Over 160 Arkansans have been inducted into the Arkansas Black Hall of Fame. Many of them are historical figures who contributed to the early growth and governance of Arkansas. Many others are still in the news. They have represented Arkansas in journalism, publishing, and entertainment; law; Politics; Agriculture; Restaurants; nuclear science; computing; the military; and collegiate and professional sports.

The most recent Hall of Famers to make national news are Annie Abrams and Fatima Robinson. Annie Abrams was in her twenties during the Central High desegregation crisis in 1957 and was one of many people who knew the students known as Little Rock 9. On the first day of Black History Month this year , a team from Good Morning America aired an interview with Miss Annie from her home in Little Rock.
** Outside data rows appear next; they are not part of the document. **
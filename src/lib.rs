//! # stationxml-nrl Library
//!
//! Schema-driven binding of StationXML and ExtStationXML documents, a RESP
//! file reader, and the response comparisons used to match inventory
//! channels against the Nominal Response Library (NRL).

pub mod binding;
pub mod casting;
pub mod cli;
pub mod config;
pub mod convert;
pub mod diagnostics;
pub mod equivalence;
pub mod error;
pub mod file_discovery;
pub mod library;
pub mod oracle;
pub mod output;
pub mod resp;
pub mod rewrite;
pub mod schema;
pub mod units;

pub use binding::{
    BoundObject, ChannelRef, Dialect, ValidationMode, channels, export_dict, export_xml,
    parse_document, parse_file, write_file,
};
pub use cli::{Cli, VerbosityLevel};
pub use config::{Config, ConfigManager};
pub use convert::{ConvertOptions, ConvertSummary, convert_to_extended};
pub use diagnostics::{Diagnostics, LogDiagnostics, RecordingDiagnostics};
pub use equivalence::{
    CheckResult, EquivalenceResult, ResponseView, StageAlignment, are_same_response,
    are_similar_logger, are_similar_sensor, compare_channels, unique_responses,
};
pub use error::{NrlError, Result};
pub use file_discovery::FileDiscovery;
pub use library::{
    CancellationFlag, CheckDirs, FileCheck, LibraryLayout, LibraryScanner, MatchKind,
    MatchReport, SampleRateIndex, ScanOptions, build_library_index, check_channel,
};
pub use oracle::{CommandOracle, OracleVerdict, SchemaGate, SchemaOracle};
pub use output::Output;
pub use resp::{Blockette, parse_resp_file, parse_resp_str};
pub use rewrite::{RewriteSummary, add_unity_responses, link_library_responses};
pub use units::{UnitChanges, clean_unit_names};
She was a friend of LC and Daisy Bates, a living connection to this transformative era in our history. At 90, Miss Annie still writes (often via email) and otherwise communicates her views to state leaders.

On Sunday, millions around the world watched the work of Little Rock native Fatima Robinson, who choreographed the Super Bowl LVI halftime show. She also choreographed the Super Bowl halftime show in 2011.

Raye Jean Jordan Montague, who died in 2018, was a US Navy engineer who produced the first computer-generated draft for building a navy ship.

Estella and Knoxie Hall were entrepreneurs who persevered despite setbacks rooted in the racial attitudes of the time. In the 1970s, they transformed a gas station into a produce market, which grew to include a small restaurant. Their three sons still run K. Halls Produce at 1900 Wright Avenue.

When Lottie Shackelford ran for a seat on the Little Rock board of directors, she became the first black candidate to win a majority in a citywide race. She was re-elected twice, and in 1987 the council elected her as Little Rock’s first female mayor.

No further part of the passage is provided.